▶ **Problem details**
Return the data below in full. Keep each character unchanged.

------------------------------------------------

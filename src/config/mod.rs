// ==========================================
// 定制制造扩展 - 配置层
// ==========================================
// 职责: 系统配置管理
// 存储: config_kv 表
// ==========================================

pub mod config_manager;
pub mod config_reader;

// 重导出核心配置管理器
pub use config_manager::{config_keys, ConfigManager, ConfigView};
pub use config_reader::LedgerConfigReader;
// ==========================================
// 定制制造扩展 - 单据事件分发
// ==========================================
// 职责: 定义单据生命周期事件，并路由到对应的处理引擎
// 说明: 事件携带保存前/后的单据值，处理引擎不自行回查保存前版本
// 红线: 处理引擎在调用方的事务内执行，出错时与单据状态一起回滚
// ==========================================

use crate::domain::job_card::JobCard;
use crate::domain::maintenance::MachineMaintenance;
use crate::domain::work_order::WorkOrder;
use crate::engine::job_card_generator::JobCardGenerator;
use crate::engine::maintenance::MaintenanceEngine;
use crate::engine::wear_ledger::WearLedgerEngine;
use crate::engine::weight_sync::WeightSyncEngine;
use crate::repository::error::RepositoryResult;
use chrono::NaiveDate;
use rusqlite::Connection;
use std::sync::Arc;
use tracing::debug;

// ==========================================
// 单据事件
// ==========================================

/// 单据生命周期事件
#[derive(Debug)]
pub enum DocumentEvent<'a> {
    /// 作业卡保存前（可修改单据）
    JobCardBeforeSave {
        doc: &'a mut JobCard,
        previous: Option<&'a JobCard>,
    },
    /// 作业卡提交
    JobCardSubmit(&'a JobCard),
    /// 作业卡取消
    JobCardCancel(&'a JobCard),
    /// 保养单保存后
    MaintenanceUpdate {
        before: Option<&'a MachineMaintenance>,
        doc: &'a mut MachineMaintenance,
    },
    /// 保养单取消
    MaintenanceCancel(&'a mut MachineMaintenance),
    /// 保养单删除
    MaintenanceTrash(&'a mut MachineMaintenance),
    /// 工单提交
    WorkOrderSubmit(&'a WorkOrder),
}

impl DocumentEvent<'_> {
    /// 事件标识
    pub fn as_str(&self) -> &'static str {
        match self {
            DocumentEvent::JobCardBeforeSave { .. } => "job_card.before_save",
            DocumentEvent::JobCardSubmit(_) => "job_card.on_submit",
            DocumentEvent::JobCardCancel(_) => "job_card.on_cancel",
            DocumentEvent::MaintenanceUpdate { .. } => "machine_maintenance.on_update",
            DocumentEvent::MaintenanceCancel(_) => "machine_maintenance.on_cancel",
            DocumentEvent::MaintenanceTrash(_) => "machine_maintenance.on_trash",
            DocumentEvent::WorkOrderSubmit(_) => "work_order.on_submit",
        }
    }
}

/// 事件处理结果
#[derive(Debug, Clone, PartialEq, Eq, Default)]
pub enum EventOutcome {
    #[default]
    Handled,
    /// 自动生成的作业卡
    JobCardsCreated(Vec<String>),
}

// ==========================================
// DocEventDispatcher - 事件分发器
// ==========================================
pub struct DocEventDispatcher {
    wear_ledger: Arc<WearLedgerEngine>,
    maintenance: Arc<MaintenanceEngine>,
    weight_sync: Arc<WeightSyncEngine>,
    generator: Arc<JobCardGenerator>,
}

impl DocEventDispatcher {
    pub fn new(
        wear_ledger: Arc<WearLedgerEngine>,
        maintenance: Arc<MaintenanceEngine>,
        weight_sync: Arc<WeightSyncEngine>,
        generator: Arc<JobCardGenerator>,
    ) -> Self {
        Self {
            wear_ledger,
            maintenance,
            weight_sync,
            generator,
        }
    }

    /// 分发事件
    ///
    /// # 参数
    /// - `conn`: 调用方持有的连接（通常为单据事务）
    /// - `event`: 单据事件
    /// - `today`: 业务日期（默认时间日志、作业卡过账日期）
    pub fn dispatch(
        &self,
        conn: &Connection,
        event: DocumentEvent<'_>,
        today: NaiveDate,
    ) -> RepositoryResult<EventOutcome> {
        debug!(event = event.as_str(), "分发单据事件");

        match event {
            DocumentEvent::JobCardBeforeSave { doc, previous } => {
                self.weight_sync.sync_weight_totals(conn, doc, previous, today)?;
            }
            DocumentEvent::JobCardSubmit(doc) => self.wear_ledger.on_submit(conn, doc)?,
            DocumentEvent::JobCardCancel(doc) => self.wear_ledger.on_cancel(conn, doc)?,
            DocumentEvent::MaintenanceUpdate { before, doc } => {
                self.maintenance.on_update(conn, before, doc)?;
            }
            DocumentEvent::MaintenanceCancel(doc) => self.maintenance.on_cancel(conn, doc)?,
            DocumentEvent::MaintenanceTrash(doc) => self.maintenance.on_trash(conn, doc)?,
            DocumentEvent::WorkOrderSubmit(doc) => {
                let created = self.generator.generate_for_work_order(conn, doc, today)?;
                return Ok(EventOutcome::JobCardsCreated(created));
            }
        }
        Ok(EventOutcome::Handled)
    }
}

------------------------------------------------

▶ **Solution to this task**
filename src/config/mod.rs
// ==========================================
// 定制制造扩展 - 配置层
// ==========================================
// 职责: 系统配置管理
// 存储: config_kv 表
// ==========================================

pub mod config_manager;
pub mod config_reader;

// 重导出核心配置管理器
pub use config_manager::{config_keys, ConfigManager, ConfigView};
pub use config_reader::LedgerConfigReader;
// ==========================================
// 定制制造扩展 - 单据事件分发
// ==========================================
// 职责: 定义单据生命周期事件，并路由到对应的处理引擎
// 说明: 事件携带保存前/后的单据值，处理引擎不自行回查保存前版本
// 红线: 处理引擎在调用方的事务内执行，出错时与单据状态一起回滚
// ==========================================

use crate::domain::job_card::JobCard;
use crate::domain::maintenance::MachineMaintenance;
use crate::domain::work_order::WorkOrder;
use crate::engine::job_card_generator::JobCardGenerator;
use crate::engine::maintenance::MaintenanceEngine;
use crate::engine::wear_ledger::WearLedgerEngine;
use crate::engine::weight_sync::WeightSyncEngine;
use crate::repository::error::RepositoryResult;
use chrono::NaiveDate;
use rusqlite::Connection;
use std::sync::Arc;
use tracing::debug;

// ==========================================
// 单据事件
// ==========================================

/// 单据生命周期事件
#[derive(Debug)]
pub enum DocumentEvent<'a> {
    /// 作业卡保存前（可修改单据）
    JobCardBeforeSave {
        doc: &'a mut JobCard,
        previous: Option<&'a JobCard>,
    },
    /// 作业卡提交
    JobCardSubmit(&'a JobCard),
    /// 作业卡取消
    JobCardCancel(&'a JobCard),
    /// 保养单保存后
    MaintenanceUpdate {
        before: Option<&'a MachineMaintenance>,
        doc: &'a mut MachineMaintenance,
    },
    /// 保养单取消
    MaintenanceCancel(&'a mut MachineMaintenance),
    /// 保养单删除
    MaintenanceTrash(&'a mut MachineMaintenance),
    /// 工单提交
    WorkOrderSubmit(&'a WorkOrder),
}

impl DocumentEvent<'_> {
    /// 事件标识
    pub fn as_str(&self) -> &'static str {
        match self {
            DocumentEvent::JobCardBeforeSave { .. } => "job_card.before_save",
            DocumentEvent::JobCardSubmit(_) => "job_card.on_submit",
            DocumentEvent::JobCardCancel(_) => "job_card.on_cancel",
            DocumentEvent::MaintenanceUpdate { .. } => "machine_maintenance.on_update",
            DocumentEvent::MaintenanceCancel(_) => "machine_maintenance.on_cancel",
            DocumentEvent::MaintenanceTrash(_) => "machine_maintenance.on_trash",
            DocumentEvent::WorkOrderSubmit(_) => "work_order.on_submit",
        }
    }
}

/// 事件处理结果
#[derive(Debug, Clone, PartialEq, Eq, Default)]
pub enum EventOutcome {
    #[default]
    Handled,
    /// 自动生成的作业卡
    JobCardsCreated(Vec<String>),
}

// ==========================================
// DocEventDispatcher - 事件分发器
// ==========================================
pub struct DocEventDispatcher {
    wear_ledger: Arc<WearLedgerEngine>,
    maintenance: Arc<MaintenanceEngine>,
    weight_sync: Arc<WeightSyncEngine>,
    generator: Arc<JobCardGenerator>,
}

impl DocEventDispatcher {
    pub fn new(
        wear_ledger: Arc<WearLedgerEngine>,
        maintenance: Arc<MaintenanceEngine>,
        weight_sync: Arc<WeightSyncEngine>,
        generator: Arc<JobCardGenerator>,
    ) -> Self {
        Self {
            wear_ledger,
            maintenance,
            weight_sync,
            generator,
        }
    }

    /// 分发事件
    ///
    /// # 参数
    /// - `conn`: 调用方持有的连接（通常为单据事务）
    /// - `event`: 单据事件
    /// - `today`: 业务日期（默认时间日志、作业卡过账日期）
    pub fn dispatch(
        &self,
        conn: &Connection,
        event: DocumentEvent<'_>,
        today: NaiveDate,
    ) -> RepositoryResult<EventOutcome> {
        debug!(event = event.as_str(), "分发单据事件");

        match event {
            DocumentEvent::JobCardBeforeSave { doc, previous } => {
                self.weight_sync.sync_weight_totals(conn, doc, previous, today)?;
            }
            DocumentEvent::JobCardSubmit(doc) => self.wear_ledger.on_submit(conn, doc)?,
            DocumentEvent::JobCardCancel(doc) => self.wear_ledger.on_cancel(conn, doc)?,
            DocumentEvent::MaintenanceUpdate { before, doc } => {
                self.maintenance.on_update(conn, before, doc)?;
            }
            DocumentEvent::MaintenanceCancel(doc) => self.maintenance.on_cancel(conn, doc)?,
            DocumentEvent::MaintenanceTrash(doc) => self.maintenance.on_trash(conn, doc)?,
            DocumentEvent::WorkOrderSubmit(doc) => {
                let created = self.generator.generate_for_work_order(conn, doc, today)?;
                return Ok(EventOutcome::JobCardsCreated(created));
            }
        }
        Ok(EventOutcome::Handled)
    }
}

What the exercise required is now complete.